2019 – 11/26 Keeping track of “basis” in partnership interest is important.  Because of the pass-through nature of partnerships (i.e., only the partners are taxed on partnership operations), a method is needed to account for (1) costs in acquiring the partnership interest, (2) annual contributions and distributions, and (3) how partnership profits and losses are allocated.  This method generates a basis amount each year, which represents the after-tax investment in the partnership.

The first step in tracking basis is establishing an initial basis amount.

  • When a partner purchases a partnership interest from another partner,  the purchase price becomes the initial basis number.
  • When a partnership interest is acquired by gift, the transferee partner’s basis generally equals the donor’s basis.
  • The basis of an inherited partnership interest equals the fair market value of the partnership interest at the decedent’s date of death or the alternative valuation date, if applicable.

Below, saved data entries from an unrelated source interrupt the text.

//! Client coordinator: wires the session, the shared state, and the three
//! activities (input, receive, render) together.
//!
//! # Architecture
//!
//! ```text
//! key-reader thread ── KeyEvent ──> input activity ──┐
//!                                                    ├──> SharedState ──> render tick ──> Terminal
//! SessionReader ──────────────────> receive activity ┘
//! ```
//!
//! Input and receive run as supervised tasks in a `JoinSet`; the render tick
//! runs on the task that owns the terminal. Every activity stops once the
//! [`Shutdown`] token carries a reason.

use std::io;
use std::sync::Arc;
use std::time::Duration;

use crossterm::event::KeyEvent;
use ratatui::{Terminal, backend::Backend};
use relaychat_proto::command::Command;
use relaychat_proto::line::{ChatLine, DISCONNECT_NOTICE, JOIN_NOTICE, max_text_len};
use tokio::sync::mpsc;
use tokio::task::JoinSet;
use tokio::time::MissedTickBehavior;

use crate::app::{RenderGate, SharedState};
use crate::input::{InputLine, KeyOutcome};
use crate::session::{SessionError, SessionReader, SessionWriter};
use crate::shutdown::{ExitReason, Shutdown};
use crate::ui;

/// Notice shown after `/clear`.
pub const CLEARED_NOTICE: &str = "Local conversation cleared!";

/// Default time the `/clear` notice stays visible.
pub const DEFAULT_NOTICE_DURATION: Duration = Duration::from_secs(1);

/// One user's chat session.
pub struct ChatClient {
    username: String,
    state: Arc<SharedState>,
    writer: SessionWriter,
    shutdown: Arc<Shutdown>,
    notice_duration: Duration,
}

impl ChatClient {
    /// Create a client that sends through `writer` as `username`.
    ///
    /// Typing is capped so every encoded line fits in one relay read.
    #[must_use]
    pub fn new(username: impl Into<String>, writer: SessionWriter, shutdown: Arc<Shutdown>) -> Self {
        let username = username.into();
        let input = InputLine::with_limit(max_text_len(&username));
        Self {
            username,
            state: Arc::new(SharedState::with_input_line(input)),
            writer,
            shutdown,
            notice_duration: DEFAULT_NOTICE_DURATION,
        }
    }

    /// Override how long transient notices stay visible.
    #[must_use]
    pub const fn with_notice_duration(mut self, duration: Duration) -> Self {
        self.notice_duration = duration;
        self
    }

    /// The local user's name.
    #[must_use]
    pub fn username(&self) -> &str {
        &self.username
    }

    /// Shared view state.
    #[must_use]
    pub const fn state(&self) -> &Arc<SharedState> {
        &self.state
    }

    /// The shutdown token.
    #[must_use]
    pub const fn shutdown(&self) -> &Arc<Shutdown> {
        &self.shutdown
    }

    /// Tell the room this user has arrived.
    ///
    /// # Errors
    ///
    /// Returns [`SessionError`] if the notice cannot be written.
    pub async fn announce_join(&self) -> Result<(), SessionError> {
        let line = ChatLine::new(self.username.as_str(), JOIN_NOTICE);
        self.writer.send(&line.to_string()).await
    }

    /// Apply one key event and perform its effects.
    pub async fn handle_key(&self, key: KeyEvent) {
        let outcome = self.state.with_input(|input| input.apply(key));
        match outcome {
            KeyOutcome::Ignored => {}
            KeyOutcome::Edited => self.state.mark_dirty(),
            KeyOutcome::Submitted(text) => self.send_message(text).await,
            KeyOutcome::Command(Command::Clear) => self.clear_conversation(),
            KeyOutcome::Command(Command::Exit) | KeyOutcome::Cancel => {
                self.leave(ExitReason::UserRequested).await;
            }
            KeyOutcome::Command(other) => {
                tracing::debug!(command = ?other, "ignoring command");
                self.state.mark_dirty();
            }
        }
    }

    /// Log `text` as our own line and send it to the server.
    pub async fn send_message(&self, text: String) {
        let line = ChatLine::new(self.username.as_str(), text);
        let wire = line.to_string();
        self.state.push_line(line);
        if let Err(e) = self.writer.send(&wire).await {
            tracing::warn!(error = %e, "failed to send message");
        }
    }

    /// Empty the local log and show the cleared notice for a while.
    pub fn clear_conversation(&self) {
        self.state.clear_log();
        let generation = self.state.show_notice(CLEARED_NOTICE);
        let state = Arc::clone(&self.state);
        let duration = self.notice_duration;
        tokio::spawn(async move {
            tokio::time::sleep(duration).await;
            state.dismiss_notice(generation);
        });
    }

    /// Record one line received from the server. Malformed lines are dropped.
    pub fn accept_inbound(&self, raw: &str) {
        match ChatLine::parse(raw) {
            Ok(line) => self.state.push_line(line),
            Err(e) => tracing::trace!(error = %e, raw, "dropping malformed line"),
        }
    }

    /// Graceful shutdown.
    ///
    /// Only the first caller sends the disconnect notice, closes the session,
    /// and records `reason`; it gets `true` back. Later callers get `false`.
    pub async fn leave(&self, reason: ExitReason) -> bool {
        if !self.shutdown.trigger(reason) {
            return false;
        }
        tracing::info!(?reason, "leaving chat");
        let line = ChatLine::new(self.username.as_str(), DISCONNECT_NOTICE);
        if let Err(e) = self.writer.send(&line.to_string()).await {
            tracing::debug!(error = %e, "failed to send disconnect notice");
        }
        self.writer.close().await;
        true
    }

    /// The server went away: record it and release the session.
    async fn server_closed(&self) {
        if self.shutdown.trigger(ExitReason::ServerClosed) {
            tracing::info!("server closed the connection");
        }
        self.writer.close().await;
    }
}

/// Apply key events until shutdown or until the key reader goes away.
pub async fn input_activity(client: Arc<ChatClient>, mut keys: mpsc::Receiver<KeyEvent>) {
    let mut signal = client.shutdown.subscribe();
    loop {
        tokio::select! {
            _ = signal.triggered() => break,
            key = keys.recv() => match key {
                Some(key) => client.handle_key(key).await,
                None => {
                    tracing::debug!("key channel closed");
                    break;
                }
            },
        }
    }
}

/// Receive lines until shutdown or until the server closes the session.
pub async fn receive_activity(client: Arc<ChatClient>, mut reader: SessionReader) {
    let mut signal = client.shutdown.subscribe();
    loop {
        tokio::select! {
            _ = signal.triggered() => break,
            received = reader.receive() => match received {
                Ok(Some(raw)) => client.accept_inbound(&raw),
                Ok(None) => {
                    client.server_closed().await;
                    break;
                }
                Err(e) => {
                    tracing::warn!(error = %e, "receive failed");
                    client.server_closed().await;
                    break;
                }
            },
        }
    }
}

/// Run one render tick. Returns whether a frame was drawn.
///
/// # Errors
///
/// Returns an error if the terminal cannot be queried or drawn to.
pub fn render_tick<B: Backend>(
    client: &ChatClient,
    gate: &mut RenderGate,
    terminal: &mut Terminal<B>,
) -> io::Result<bool> {
    let size = terminal.size()?;
    let dirty = client.state.take_dirty();
    if !gate.should_redraw(dirty, client.state.input_len(), size) {
        return Ok(false);
    }
    let view = client.state.snapshot(ui::message_rows(size.height));
    terminal.draw(|frame| ui::draw(frame, &view, &client.username))?;
    Ok(true)
}

/// Drive a connected client until shutdown.
///
/// Spawns the input and receive activities, renders every `tick`, and
/// returns the recorded exit reason once all activities have stopped. A
/// panicked activity shuts the session down with [`ExitReason::Failed`].
///
/// # Errors
///
/// Returns an error if drawing to the terminal fails.
pub async fn run<B: Backend>(
    client: Arc<ChatClient>,
    reader: SessionReader,
    keys: mpsc::Receiver<KeyEvent>,
    terminal: &mut Terminal<B>,
    tick: Duration,
) -> io::Result<ExitReason> {
    let mut activities = JoinSet::new();
    activities.spawn(input_activity(Arc::clone(&client), keys));
    activities.spawn(receive_activity(Arc::clone(&client), reader));

    let mut signal = client.shutdown.subscribe();
    let mut gate = RenderGate::default();
    let mut ticker = tokio::time::interval(tick);
    ticker.set_missed_tick_behavior(MissedTickBehavior::Skip);

    let outcome = loop {
        tokio::select! {
            reason = signal.triggered() => break Ok(reason),
            Some(joined) = activities.join_next() => {
                if let Err(e) = joined
                    && e.is_panic()
                {
                    tracing::error!(error = %e, "client activity panicked");
                    client.shutdown.trigger(ExitReason::Failed);
                }
            }
            _ = ticker.tick() => {
                if let Err(e) = render_tick(&client, &mut gate, terminal) {
                    tracing::error!(error = %e, "render failed");
                    client.shutdown.trigger(ExitReason::Failed);
                    break Err(e);
                }
            }
        }
    };

    while let Some(joined) = activities.join_next().await {
        if let Err(e) = joined
            && e.is_panic()
        {
            tracing::error!(error = %e, "client activity panicked during shutdown");
        }
    }
    client.writer.close().await;

    outcome
}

After a partner’s initial basis has been established, that basis is adjusted to reflect subsequent partnership operations and other events.

  • Basis is increased by additional contributions of money, property, services, and the partner’s share of liabilities and partnership income.
  • Basis is decreased (but not below zero) by the amount of money and the basis of property distributed to the partner, as well as by the partner’s share of partnership losses and nondeductible partnership expenses.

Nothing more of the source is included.